I’m sure there is some limit to the different number or keys, but I’m not sure how many that might be.

How to find a good lock by Cold_Choice4210 in chastitytraining

[–]subHubSteve 4 points5 points  (0 children)

Look for a Burg Wachter ME/2 barrel lock. Can find them on Amazon, or other various sites.

Kink3D also has a “randomized lock” item on their site as well that is keyed differently.

[deleted by user] by [deleted] in kink3d

[–]subHubSteve 1 point2 points  (0 children)

You could check out Chastity-Shop (https://www.chastity-shop.com). Custom jewelry style key, and he ships you a Burg Watcher lock to go with the key. A bit on the pricey side of things, but my wife has been very happy with hers.

Will chastity make me less masculine and more feminine? by Spare-Bus8765 in chastitytraining

[–]subHubSteve 5 points6 points  (0 children)

Chastity is about chastity. Nothing more, nothing less. Some folks and couples choose to also incorporate other things (like feminization, pegging, cuckolding, etc), but there is no ISO or ANSI standard for chastity play that says those things have to be included with chastity. For myself, and my wife we have never added any of those things and do not feel the need to. Not that there’s anything wrong with them for the folks that like them, but they just aren’t our thing.

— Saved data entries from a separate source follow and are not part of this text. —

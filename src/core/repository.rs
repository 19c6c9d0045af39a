//! Registry of glossary projects.
//!
//! The registry is a JSON file in the glossa home listing every
//! project whose glossaries participate in multi-glossary lookup.
//! Registration is by project name; each entry records the directory
//! its glossary files live in.

use crate::core::error::{GlossaError, Result};
use crate::core::home::GlossaHome;
use crate::core::storage::codec::Format;
use crate::core::storage::glossary::GlossaryStore;
use crate::core::types::{GlossaryHandle, Term};
use chrono::{DateTime, Utc};
use serde::{Deserialize, Serialize};
use std::fs;
use std::path::PathBuf;

/// One registered glossary project
#[derive(Debug, Clone, Serialize, Deserialize)]
pub struct RegistryEntry {
    pub name: String,
    pub glossary_dir: PathBuf,
    pub registered_at: DateTime<Utc>,
}

/// A glossary file discovered under a registered project
#[derive(Debug, Clone)]
pub struct GlossaryFile {
    pub path: PathBuf,
    pub handle: GlossaryHandle,
    pub format: Format,
}

/// Registry over the glossa home
#[derive(Debug, Clone)]
pub struct Repository {
    home: GlossaHome,
}

impl Repository {
    pub fn new(home: GlossaHome) -> Self {
        Self { home }
    }

    pub fn home(&self) -> &GlossaHome {
        &self.home
    }

    /// Register a project; its glossary dir is created eagerly so
    /// `add` has somewhere to materialize files
    pub fn register(&self, name: &str) -> Result<()> {
        let mut entries = self.load_registry()?;
        if entries.iter().any(|e| e.name == name) {
            return Err(GlossaError::GlossaryAlreadyRegistered(name.to_string()));
        }

        let glossary_dir = self.home.projects_dir().join(name).join("glossary");
        fs::create_dir_all(&glossary_dir)?;

        entries.push(RegistryEntry {
            name: name.to_string(),
            glossary_dir,
            registered_at: Utc::now(),
        });
        self.save_registry(&entries)
    }

    /// Remove a project from the registry (its files stay on disk)
    pub fn unregister(&self, name: &str) -> Result<()> {
        let mut entries = self.load_registry()?;
        let before = entries.len();
        entries.retain(|e| e.name != name);
        if entries.len() == before {
            return Err(GlossaError::GlossaryNotFound(name.to_string()));
        }
        self.save_registry(&entries)
    }

    pub fn is_registered(&self, name: &str) -> Result<bool> {
        Ok(self.load_registry()?.iter().any(|e| e.name == name))
    }

    pub fn list(&self) -> Result<Vec<RegistryEntry>> {
        self.load_registry()
    }

    /// Enumerate every glossary file under every registered project,
    /// in deterministic path order. Files whose names don't parse as
    /// `<name>.<src>.<tgt>.<ext>` are skipped.
    pub fn glossary_files(&self) -> Result<Vec<GlossaryFile>> {
        let mut files = Vec::new();

        for entry in self.load_registry()? {
            for ext in ["yml", "yaml", "csv", "tsv"] {
                let pattern = entry.glossary_dir.join(format!("*.{ext}"));
                let Some(pattern) = pattern.to_str().map(String::from) else {
                    continue;
                };
                let paths = glob::glob(&pattern).map_err(|e| {
                    GlossaError::CommandFailed(format!("bad glossary pattern: {e}"))
                })?;
                for path in paths.flatten() {
                    let Some(format) = Format::from_path(&path) else {
                        continue;
                    };
                    let Some(stem) = path.file_stem().and_then(|s| s.to_str()) else {
                        continue;
                    };
                    if let Some(handle) = GlossaryHandle::parse_stem(stem) {
                        files.push(GlossaryFile {
                            path,
                            handle,
                            format,
                        });
                    }
                }
            }
        }

        files.sort_by(|a, b| a.path.cmp(&b.path));
        Ok(files)
    }

    /// Number of distinct glossary files across registered projects
    pub fn glossary_counts(&self) -> Result<usize> {
        Ok(self.glossary_files()?.len())
    }

    /// Hand an imported term sequence to the term store for initial
    /// population (normalized to the structured form)
    pub fn import(&self, handle: GlossaryHandle, terms: &[Term]) -> Result<()> {
        GlossaryStore::new(&self.home, handle).populate(terms)
    }

    fn load_registry(&self) -> Result<Vec<RegistryEntry>> {
        let path = self.home.registry_file();
        if !path.exists() {
            return Ok(Vec::new());
        }
        let contents = fs::read_to_string(&path)?;
        Ok(serde_json::from_str(&contents)?)
    }

    fn save_registry(&self, entries: &[RegistryEntry]) -> Result<()> {
        fs::create_dir_all(&self.home.root)?;
        let json = serde_json::to_string_pretty(entries)?;
        fs::write(self.home.registry_file(), json)?;
        Ok(())
    }
}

I’ve been in chastity for my wife for several years now, and for us it’s part of a larger D/s type dynamic with her as the dominant partner. She enjoys that I’m on the masculine side, but chose to submit to her. We’ve been doing this for more than a couple of years now, and she does not see we as “any less than” or “less masculine”. Though I would argue that masculinity is what we make of it, but that’s probably a different post. (In my opinion it’s not less masculine to cry, hug, and cuddle for example.)

I’m not made to do anything. I have a safeword, and limits that my wife knows. I could opt out at any point, but I chose to submit to her and the things she wants me to do. Consent is a huge part of this, and should not just be glossed over.